What does all that mean though? What does SAD actually look like and, importantly what can you do about it? Well symptoms include;
- Feeling low/depressed/sad/hopeless
- Poor self-esteem/worthlessness
- Changes in your sleep routine
- Loss of interest and pleasure in things you usually enjoy
- Feeling more irritable and/or stressed
- Trouble focusing and concentrating
- Aches and pains
- Changes to your appetite i.e craving more carbohydrates
What can you do about it? As with everything, different things work for different people, try things out and see what works for you
- Get as much sunlight as you can i.e schedule walks daily, even when its raining (walking in the rain is thought to be therapeutic), sit by a window when you can, let as much light into your space as you can, exercise outside or near a window
- Have a healthy balanced diet – make sure you include foods with Vitamin D in such as egg yolks, mushrooms, fatty fish and sea food
- Find ways to manage stress – Headspace (www.headspace.com ) has some really good short meditations for this, maybe learn some breathing exercises to calm yourself down, do a brain dump and plan/prioritise
- Start a gratitude diary – at the end of every day write down at least 3 good things that have happened that day.
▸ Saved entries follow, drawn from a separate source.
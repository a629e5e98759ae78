//! Retry driver, delay strategies and stop wrappers.
//!
//! The module keeps three concerns apart:
//!
//! - **Strategies** ([`Strategy`]) produce a fresh [`DelayStream`] per call:
//!   [`Delays`], [`Constant`], [`zero`], [`stop`] and [`Exponential`].
//! - **Stop wrappers** ([`MaxRetries`], [`MaxElapsedTime`]) decorate any
//!   strategy with a termination condition.
//! - **The driver** ([`run`] and friends) ties cancellation, timeouts,
//!   notification and permanent-error short-circuiting around them.
//!
//! # Quick Start
//!
//! ```rust
//! use backstep::retry::{exponential, run, Failure, RetryOptions};
//! use backstep::Context;
//! use std::time::Duration;
//!
//! # tokio_test::block_on(async {
//! let strategy = exponential(Duration::from_millis(1), 2.0, 0.1);
//!
//! let mut attempts = 0;
//! let value = run(
//!     &Context::new(),
//!     &strategy,
//!     |_ctx| {
//!         attempts += 1;
//!         let attempt = attempts;
//!         async move {
//!             if attempt < 3 {
//!                 Err(Failure::Transient("connection reset"))
//!             } else {
//!                 Ok(42)
//!             }
//!         }
//!     },
//!     RetryOptions::new().with_max_retries(5),
//! )
//! .await;
//!
//! assert_eq!(value, Ok(42));
//! # });
//! ```
//!
//! # Permanent Errors
//!
//! Operations return [`Failure<E>`]. Plain errors convert into
//! [`Failure::Transient`] through `?`; wrap an error with [`permanent`] (or
//! call [`PermanentExt::permanent`] on a `Result`) to stop retrying at once.
//! The driver then returns [`Error::Permanent`] with the error unchanged.
//!
//! # Error Types
//!
//! - [`RetryError`]: returned when the strategy stops or the context finishes;
//!   carries attempts, elapsed time, last delay and the cause
//! - [`Error`]: what the driver returns, either permanent or retry
//! - [`Stopped`]: why a delay stream terminated

mod driver;
mod error;
mod options;
mod strategy;
mod wrapper;

pub use driver::{run, run_e, run_n, run_ne, run_unit, run_unit_e, run_unit_n, run_unit_ne};
pub use error::{as_retry_error, permanent, Cause, Error, Failure, PermanentExt, RetryError};
pub use options::{Notify, RetryOptions};
pub use strategy::{
    exponential, jitter, stop, truncated_exponential, zero, Constant, DelayStream, DelayStreamExt,
    Delays, Exponential, Stopped, Strategy, UntilStop, STOP,
};
pub use wrapper::{
    max_elapsed_time, max_retries, MaxElapsedTime, MaxRetries, StopCondition, Wrapper,
};

#[cfg(test)]
mod tests;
- Give yourself some self-compassion and understanding, there is a reason you feel as you do and it isn’t a reason to beat yourself up, you are doing what you can do with what you have right now, and that’s enough.
- Get yourself a SAD lamp/box – this is a lamp that emits a very bright light, the idea is you sit by it for half an hour every morning and it (is thought it) stimulates the production of serotonin and reduces the production of melatonin. See - https://lloydspharmacy.com/blogs/general-health/sad-lamp and https://www.nhs.uk/conditions/seasonal-affective-disorder-sad/treatment/ for more information.
- Start a good bedtime routine and get up at roughly the same time every day.
- Speak to your GP if you feel it is getting in the way of your life – they may want to prescribe medications.
- Counselling can help you sort through everything that is going on in your head and come to new understanding of yourself and how to cope in your own way
For me getting outside as often as I can, giving my self some compassion and exercise works the best, what about you? Is there anything that helps you that I haven’t mentioned?